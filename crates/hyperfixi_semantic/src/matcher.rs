//! Semantic matching: token streams against generated patterns.
//!
//! A clause matches a pattern when its action keyword sits where the word
//! order puts verbs, every marked phrase lands in the slot its marker names,
//! every unmarked phrase finds a free slot of the right type, and no required
//! slot is left empty. There is no partial credit: a pattern either aligns or
//! is rejected with a [`MatchFailure`].

use std::fmt;

use hyperfixi_i18n::{Token, TokenKind};

use crate::expr::{scan_value, to_value};
use crate::node::{NodeMetadata, SemanticNode};
use crate::pattern::{Pattern, Slot};
use crate::role::SemanticRole;
use crate::value::{SemanticValue, ValueType};

/// Why a pattern rejected a clause.
#[derive(Clone, Debug, PartialEq)]
pub enum MatchFailure {
    /// The clause is empty.
    Empty,
    /// The verb position does not hold this pattern's action.
    ActionMismatch,
    /// A required role has no value.
    MissingRole(SemanticRole),
    /// A value has a shape its slot does not accept.
    TypeMismatch {
        /// The slot's role.
        role: SemanticRole,
        /// Shape of the offending value.
        found: ValueType,
    },
    /// A marker names no free slot.
    UnexpectedMarker(String),
    /// Tokens that no slot could take.
    Leftover(String),
}

impl fmt::Display for MatchFailure {
    fn fmt(&self, f: &mut fmt::Formatter<'_>) -> fmt::Result {
        match self {
            Self::Empty => f.write_str("empty clause"),
            Self::ActionMismatch => f.write_str("action keyword not in verb position"),
            Self::MissingRole(role) => write!(f, "missing required role '{role}'"),
            Self::TypeMismatch { role, found } => {
                write!(f, "role '{role}' does not accept {found:?} values")
            }
            Self::UnexpectedMarker(marker) => write!(f, "marker '{marker}' fits no open role"),
            Self::Leftover(text) => write!(f, "unexpected '{text}'"),
        }
    }
}

/// A phrase: a value with the marker that introduced or followed it.
#[derive(Debug)]
struct Phrase<'t> {
    marker: Option<&'t str>,
    tokens: &'t [Token],
}

/// Matches clauses against patterns.
pub struct SemanticMatcher;

impl SemanticMatcher {
    /// Matches one clause against one pattern.
    ///
    /// # Errors
    ///
    /// Returns the reason the pattern rejected the clause.
    pub fn match_clause(tokens: &[Token], pattern: &Pattern) -> Result<SemanticNode, MatchFailure> {
        if tokens.is_empty() {
            return Err(MatchFailure::Empty);
        }
        let verb_final = pattern.word_order.is_verb_final();
        let action_index = if verb_final { tokens.len() - 1 } else { 0 };
        let action = &tokens[action_index];
        let names_action = action.is(&pattern.action)
            || pattern
                .action_keywords()
                .is_some_and(|keywords| keywords.matches(&action.text));
        if !names_action || action.kind == TokenKind::Particle {
            return Err(MatchFailure::ActionMismatch);
        }

        let args = if verb_final {
            &tokens[..action_index]
        } else {
            &tokens[1..]
        };
        let phrases = if verb_final {
            postpositional_phrases(args, pattern)?
        } else {
            prepositional_phrases(args, pattern)?
        };

        let slots: Vec<&Slot> = pattern.slots().collect();
        let mut filled: Vec<Option<SemanticValue>> = vec![None; slots.len()];

        for phrase in phrases.iter().filter(|p| p.marker.is_some()) {
            let marker = phrase.marker.unwrap_or_default();
            let open = |k: &usize| filled[*k].is_none();
            let index = (0..slots.len())
                .filter(open)
                .find(|&k| slots[k].marker.as_ref().is_some_and(|m| m.is_primary(marker)))
                .or_else(|| (0..slots.len()).filter(open).find(|&k| slots[k].marked_by(marker)))
                .ok_or_else(|| MatchFailure::UnexpectedMarker(marker.to_string()))?;
            let slot = slots[index];
            let value = coerce(to_value(phrase.tokens), phrase.tokens, slot);
            if !slot.accepts(value.value_type()) {
                return Err(MatchFailure::TypeMismatch {
                    role: slot.role.clone(),
                    found: value.value_type(),
                });
            }
            filled[index] = Some(value);
        }

        for phrase in phrases.iter().filter(|p| p.marker.is_none()) {
            let raw = to_value(phrase.tokens);
            let fits = |k: usize| {
                filled[k].is_none()
                    && slots[k].accepts(coerce(raw.clone(), phrase.tokens, slots[k]).value_type())
            };
            let index = (0..slots.len())
                .find(|&k| slots[k].marker.is_none() && fits(k))
                .or_else(|| (0..slots.len()).find(|&k| fits(k)))
                .ok_or_else(|| MatchFailure::Leftover(raw.raw().to_string()))?;
            filled[index] = Some(coerce(raw, phrase.tokens, slots[index]));
        }

        let mut node = SemanticNode::command(pattern.action.clone());
        for (slot, value) in slots.iter().zip(filled) {
            match value {
                Some(value) => node = node.with_role(slot.role.clone(), value),
                None if slot.required => {
                    return Err(MatchFailure::MissingRole(slot.role.clone()));
                }
                None => {}
            }
        }

        let confidence = tokens.iter().map(Token::confidence).fold(1.0, f64::min);
        node.metadata = NodeMetadata {
            language: pattern.language.clone(),
            confidence,
            source_text: None,
        };
        Ok(node)
    }
}

/// `marker value` phrases, with unmarked values in between.
fn prepositional_phrases<'t>(
    args: &'t [Token],
    pattern: &Pattern,
) -> Result<Vec<Phrase<'t>>, MatchFailure> {
    let stop = |t: &Token| pattern.is_marker(&t.text);
    let mut phrases = Vec::new();
    let mut i = 0;
    while i < args.len() {
        let token = &args[i];
        let (marker, start) = if stop(token) {
            (Some(token.text.as_str()), i + 1)
        } else {
            (None, i)
        };
        let end = scan_value(args, start, &stop)
            .ok_or_else(|| MatchFailure::Leftover(token.text.clone()))?;
        phrases.push(Phrase {
            marker,
            tokens: &args[start..end],
        });
        i = end;
    }
    Ok(phrases)
}

/// `value marker` phrases; the marker is optional.
fn postpositional_phrases<'t>(
    args: &'t [Token],
    pattern: &Pattern,
) -> Result<Vec<Phrase<'t>>, MatchFailure> {
    let stop = |t: &Token| pattern.is_marker(&t.text);
    let mut phrases = Vec::new();
    let mut i = 0;
    while i < args.len() {
        let end = scan_value(args, i, &stop)
            .ok_or_else(|| MatchFailure::Leftover(args[i].text.clone()))?;
        let marker = args
            .get(end)
            .filter(|t| stop(t))
            .map(|t| t.text.as_str());
        phrases.push(Phrase {
            marker,
            tokens: &args[i..end],
        });
        i = end + usize::from(marker.is_some());
    }
    Ok(phrases)
}

/// A bare word in a slot that takes literals but not expressions is a word
/// literal: `as json`, `send myEvent`.
fn coerce(value: SemanticValue, tokens: &[Token], slot: &Slot) -> SemanticValue {
    let bare_word = matches!(tokens, [t] if t.kind == TokenKind::Identifier);
    if bare_word
        && matches!(value, SemanticValue::Expression { .. })
        && slot.accepts(ValueType::Literal)
        && !slot.accepts(ValueType::Expression)
    {
        return SemanticValue::word(value.raw());
    }
    value
}

#[cfg(test)]
mod tests {
    use super::*;
    use crate::pattern::PatternGenerator;
    use crate::schema::SchemaRegistry;
    use hyperfixi_i18n::{LanguageRegistry, Tokenizer};

    fn try_match(code: &str, action: &str, source: &str) -> Result<SemanticNode, MatchFailure> {
        let languages = LanguageRegistry::with_builtin();
        let schemas = SchemaRegistry::with_standard();
        let language = languages.get(code).unwrap();
        let pattern = PatternGenerator::generate(schemas.get(action).unwrap(), language);
        let tokens = Tokenizer::tokenize(source, language);
        SemanticMatcher::match_clause(&tokens, &pattern)
    }

    #[test]
    fn english_toggle_with_destination() {
        let node = try_match("en", "toggle", "toggle .active on #button").unwrap();
        assert_eq!(node.role(&SemanticRole::Patient), Some(&SemanticValue::selector(".active")));
        assert_eq!(
            node.role(&SemanticRole::Destination),
            Some(&SemanticValue::selector("#button"))
        );
    }

    #[test]
    fn japanese_toggle() {
        let node = try_match("ja", "toggle", "#button に .active を 切り替え").unwrap();
        assert_eq!(node.action, "toggle");
        assert_eq!(node.roles.len(), 2);
        assert_eq!(node.metadata.language, "ja");
    }

    #[test]
    fn markers_choose_slots_regardless_of_order() {
        let node = try_match("ja", "put", "#out に 'hi' を 入れる").unwrap();
        assert_eq!(node.role(&SemanticRole::Patient), Some(&SemanticValue::string("hi")));
        assert_eq!(node.role(&SemanticRole::Destination), Some(&SemanticValue::selector("#out")));
    }

    #[test]
    fn missing_required_role_rejects() {
        let err = try_match("en", "put", "put 'x'").unwrap_err();
        assert_eq!(err, MatchFailure::MissingRole(SemanticRole::Destination));
    }

    #[test]
    fn wrong_action_rejects() {
        let err = try_match("en", "add", "toggle .active").unwrap_err();
        assert_eq!(err, MatchFailure::ActionMismatch);
    }

    #[test]
    fn set_with_expression() {
        let node = try_match("en", "set", "set :x to :y + 2").unwrap();
        assert_eq!(node.role(&SemanticRole::Destination), Some(&SemanticValue::reference(":x")));
        assert_eq!(node.role(&SemanticRole::Patient), Some(&SemanticValue::expression(":y + 2")));
    }

    #[test]
    fn response_type_is_a_word() {
        let node = try_match("en", "fetch", "fetch /api/items as json").unwrap();
        assert_eq!(node.role(&SemanticRole::ResponseType), Some(&SemanticValue::word("json")));
        assert_eq!(node.role(&SemanticRole::Source).map(SemanticValue::raw), Some("/api/items"));
    }

    #[test]
    fn stemmed_action_lowers_confidence() {
        let node = try_match("es", "toggle", "alternando .activo").unwrap();
        assert!(node.metadata.confidence < 1.0);
        assert!(node.metadata.confidence >= hyperfixi_i18n::STEM_CONFIDENCE_THRESHOLD);
    }

    #[test]
    fn turkish_apostrophe_markers() {
        let node = try_match("tr", "toggle", ".active'i değiştir").unwrap();
        assert_eq!(node.role(&SemanticRole::Patient), Some(&SemanticValue::selector(".active")));
    }

    #[test]
    fn leftover_tokens_reject() {
        let err = try_match("en", "toggle", "toggle .a on #b .c").unwrap_err();
        assert_eq!(err, MatchFailure::Leftover(".c".to_string()));
    }
}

- TO DO:
Copy verbatim, from the listing above, each line from the one containing "node.metadata = NodeMetadata" down to the one containing "use crate::pattern::PatternGenerator;", inclusive.

- YOUR RESPONSE:
        node.metadata = NodeMetadata {
            language: pattern.language.clone(),
            confidence,
            source_text: None,
        };
        Ok(node)
    }
}

/// `marker value` phrases, with unmarked values in between.
fn prepositional_phrases<'t>(
    args: &'t [Token],
    pattern: &Pattern,
) -> Result<Vec<Phrase<'t>>, MatchFailure> {
    let stop = |t: &Token| pattern.is_marker(&t.text);
    let mut phrases = Vec::new();
    let mut i = 0;
    while i < args.len() {
        let token = &args[i];
        let (marker, start) = if stop(token) {
            (Some(token.text.as_str()), i + 1)
        } else {
            (None, i)
        };
        let end = scan_value(args, start, &stop)
            .ok_or_else(|| MatchFailure::Leftover(token.text.clone()))?;
        phrases.push(Phrase {
            marker,
            tokens: &args[start..end],
        });
        i = end;
    }
    Ok(phrases)
}

/// `value marker` phrases; the marker is optional.
fn postpositional_phrases<'t>(
    args: &'t [Token],
    pattern: &Pattern,
) -> Result<Vec<Phrase<'t>>, MatchFailure> {
    let stop = |t: &Token| pattern.is_marker(&t.text);
    let mut phrases = Vec::new();
    let mut i = 0;
    while i < args.len() {
        let end = scan_value(args, i, &stop)
            .ok_or_else(|| MatchFailure::Leftover(args[i].text.clone()))?;
        let marker = args
            .get(end)
            .filter(|t| stop(t))
            .map(|t| t.text.as_str());
        phrases.push(Phrase {
            marker,
            tokens: &args[i..end],
        });
        i = end + usize::from(marker.is_some());
    }
    Ok(phrases)
}

/// A bare word in a slot that takes literals but not expressions is a word
/// literal: `as json`, `send myEvent`.
fn coerce(value: SemanticValue, tokens: &[Token], slot: &Slot) -> SemanticValue {
    let bare_word = matches!(tokens, [t] if t.kind == TokenKind::Identifier);
    if bare_word
        && matches!(value, SemanticValue::Expression { .. })
        && slot.accepts(ValueType::Literal)
        && !slot.accepts(ValueType::Expression)
    {
        return SemanticValue::word(value.raw());
    }
    value
}

#[cfg(test)]
mod tests {
    use super::*;
    use crate::pattern::PatternGenerator;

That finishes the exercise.